Milton Manoel de Sena, aposentado, saiu por volta das 10h30 de Mariana para Congonhas no último sábado. Atingido aos 62 anos pela maior tragédia socioambiental da história do Brasil, ele viu a lama cobrir todo seu terreno no distrito de Ponte do Gama e, desde então, luta pela reparação de quem, como ele, perdeu amigos, bens e a própria tranquilidade. “A gente que viu o estrago sabe bem da importância de trabalhar muito para que coisas como essas não aconteçam de novo. Quando vi a barragem em Congonhas o corpo deu até uma tremedeira, mas, para a gente, esse encontro só agrega dentro do processo que fazemos de apoio a quem passa por isso”, disse Milton, que partilhou a van para Congonhas com outros 13 atingidos pela tragédia de Mariana.

Crédito: Sandoval Souza Pinto/Unaccon

Crédito: Sandoval Souza Pinto/Unaccon
“Foi muito emocionante ver uma senhora de Paracatu de Baixo relatando, dentro de um salão a 800 metros do maciço Casa de Pedra, o que viu acontecer com sua casa sendo arrastada a mais de 65 quilômetros da Barragem de Fundão. Nos mostra que os impactos são para todos e não apenas para quem é vizinho de barragem”, alertou Sandoval Souza, diretor de Meio Ambiente e Saúde da União de Associações Comunitárias de Congonhas (Unaccon).
Evidência disso, disse Sandoval, foi o interesse de distintas comunidades do município em relação ao seminário.
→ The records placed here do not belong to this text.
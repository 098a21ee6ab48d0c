//! spec.md §4.7 — `TransientStorageGenerator` (EIP-1153).

use std::collections::{BTreeMap, BTreeSet};
use std::fmt;

use primitive_types::U256;
use rand::{Rng, RngCore};

use crate::error::{GenerateError, UnsatisfiableReason};
use crate::evm::random_u256;
use crate::rand_util::fresh_value;
use crate::state::TransientStorage;
use crate::variable::{Assignment, Variable};

/// Maximum number of undirected decoy transient-storage entries. EIP-1153
/// slots only exist for the duration of a transaction, so there is no
/// original/current split and no warm/cold bit to carry.
pub const MAX_DECOY_ENTRIES: usize = 9;

#[derive(Debug, Clone, Copy, PartialEq, Eq)]
enum Zeroness {
    Zero,
    NonZero,
}

#[derive(Debug, Clone, Default)]
pub struct TransientStorageGenerator {
    constraints: BTreeMap<Variable, Zeroness>,
    unsatisfiable: bool,
}

impl TransientStorageGenerator {
    pub fn new() -> Self {
        Self::default()
    }

    pub fn bind_zero(&mut self, key: Variable) {
        self.bind(key, Zeroness::Zero);
    }

    pub fn bind_non_zero(&mut self, key: Variable) {
        self.bind(key, Zeroness::NonZero);
    }

    fn bind(&mut self, key: Variable, z: Zeroness) {
        match self.constraints.get(&key) {
            Some(existing) if *existing != z => self.unsatisfiable = true,
            _ => {
                self.constraints.insert(key, z);
            }
        }
    }

    pub fn generate(&self, assignment: &mut Assignment, rng: &mut dyn RngCore) -> Result<TransientStorage, GenerateError> {
        if self.unsatisfiable {
            return Err(UnsatisfiableReason::conflict(
                "transient_storage",
                "a key was bound both zero and non-zero",
            )
            .into());
        }

        let mut used_keys: BTreeSet<U256> = BTreeSet::new();
        let mut storage = TransientStorage::new();

        for (key_var, z) in &self.constraints {
            let key = if let Some(v) = assignment.get(key_var) {
                v
            } else {
                fresh_value(rng, random_u256, |v| used_keys.contains(v))?
            };
            if !assignment.bind(key_var.clone(), key) {
                return Err(UnsatisfiableReason::conflict("transient_storage", format!("{key_var} already bound")).into());
            }
            used_keys.insert(key);

            let value = match z {
                Zeroness::Zero => U256::zero(),
                Zeroness::NonZero => {
                    let mut v = random_u256(rng);
                    while v.is_zero() {
                        v = random_u256(rng);
                    }
                    v
                }
            };
            storage.insert(key, value);
        }

        let decoys = rng.gen_range(0..=MAX_DECOY_ENTRIES);
        for _ in 0..decoys {
            let key = fresh_value(rng, random_u256, |v| used_keys.contains(v))?;
            used_keys.insert(key);
            storage.insert(key, random_u256(rng));
        }

        Ok(storage)
    }

    pub fn clone_store(&self) -> Self {
        self.clone()
    }

    pub fn restore(&mut self, other: &Self) {
        *self = other.clone();
    }
}

impl fmt::Display for TransientStorageGenerator {
    fn fmt(&self, f: &mut fmt::Formatter<'_>) -> fmt::Result {
        let parts: Vec<String> = self
            .constraints
            .iter()
            .map(|(k, z)| match z {
                Zeroness::Zero => format!("tstorage[{k}]=0"),
                Zeroness::NonZero => format!("tstorage[{k}]≠0"),
            })
            .collect();
        write!(f, "{}", parts.join(","))
    }
}

#[cfg(test)]
mod tests {
    use super::*;
    use rand::{rngs::StdRng, SeedableRng};

    #[test]
    fn zero_constraint_yields_zero_value() {
        let mut g = TransientStorageGenerator::new();
        g.bind_zero(Variable::new("k"));
        let mut a = Assignment::new();
        let mut rng = StdRng::seed_from_u64(1);
        let ts = g.generate(&mut a, &mut rng).unwrap();
        let key = a.get(&Variable::new("k")).unwrap();
        assert!(ts.get(key).is_zero());
    }

    #[test]
    fn non_zero_constraint_yields_non_zero_value() {
        let mut g = TransientStorageGenerator::new();
        g.bind_non_zero(Variable::new("k"));
        let mut a = Assignment::new();
        let mut rng = StdRng::seed_from_u64(2);
        let ts = g.generate(&mut a, &mut rng).unwrap();
        let key = a.get(&Variable::new("k")).unwrap();
        assert!(!ts.get(key).is_zero());
    }

    #[test]
    fn conflicting_zero_and_non_zero_is_unsatisfiable() {
        let mut g = TransientStorageGenerator::new();
        g.bind_zero(Variable::new("k"));
        g.bind_non_zero(Variable::new("k"));
        let mut a = Assignment::new();
        let mut rng = StdRng::seed_from_u64(3);
        assert!(g.generate(&mut a, &mut rng).is_err());
    }
}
Além de moradores dos bairros Residencial e Cristo Rei – que seriam imediatamente impactados no caso de algum rompimento no perímetro urbano de Congonhas -, também participaram do encontro moradores e representantes da Defesa Civil de Jeceaba e Caetano Lopes, localidade rural que está a cerca de 8 quilômetros a jusante das barragens do município. “Primeiro e mais importante é essa união entre pessoas que vivem distantes mas que descobrem que têm desafios tão comuns”, destacou.
Troca de experiências
Além dos atingidos, participaram do seminário comunicadores, engenheiros, advogados, juristas e ambientalistas. Foram discutidos temas como estratégias de atuação conjunta em audiências públicas, a tradução de documentos técnicos sobre barragens para a linguagem popular, canais para articulação direta entre os atingidos e os órgãos de governo e a criação de redes capazes de aumentar a capacidade de ativistas e entidades ambientalistas em se comunicar diretamente com a população.
“A gente viu pontos em comum na falta de comunicação, principalmente em relação às barragens e como fazer esse diálogo entre empresas e comunidades”, destacou a jornalista e oficineira Silmara Figueiras.Editora do Jornal A Sirene, iniciativa de comunicação criada pelos atingidos após a tragédia na bacia do Rio Doce, ela diz que haverá, como resultado do encontro, uma coluna na próxima edição do jornal inteiramente dedicada às demandas da população de Congonhas por mais segurança nas barragens do município.“Para a gente foi uma experiência muito bacana. Saímos daqui sem saber o que iríamos encontrar e vimos que o que eles falaram são desafios pelos quais a gente passa”, disse.
Futuro
Além dos desafios em Mariana e Congonhas, os participantes cobraram também a aprovação de uma legislação estadual mais rígida para a construção de novas barragens de rejeito por indústrias e mineradoras. O principal projeto de lei a respeito é o 3676, atualmente em tramitação na Assembleia Legislativa de Minas Gerais. Entre as principais mudanças, o projeto torna obrigatória a realização de audiência pública junto às comunidades diretamente afetadas pelos empreendimentos, proíbe a instalação de barragens em cuja área seja identificada alguma forma de povoamento ou manancial de água que seriam atingidos em caso de rompimento, exige das empresas a contratação prévia de seguro e proíbe a instalação de barragens de rejeito pelo método de alteamento a montante (que permite que a barragem seja ampliada para cima quando fica cheia).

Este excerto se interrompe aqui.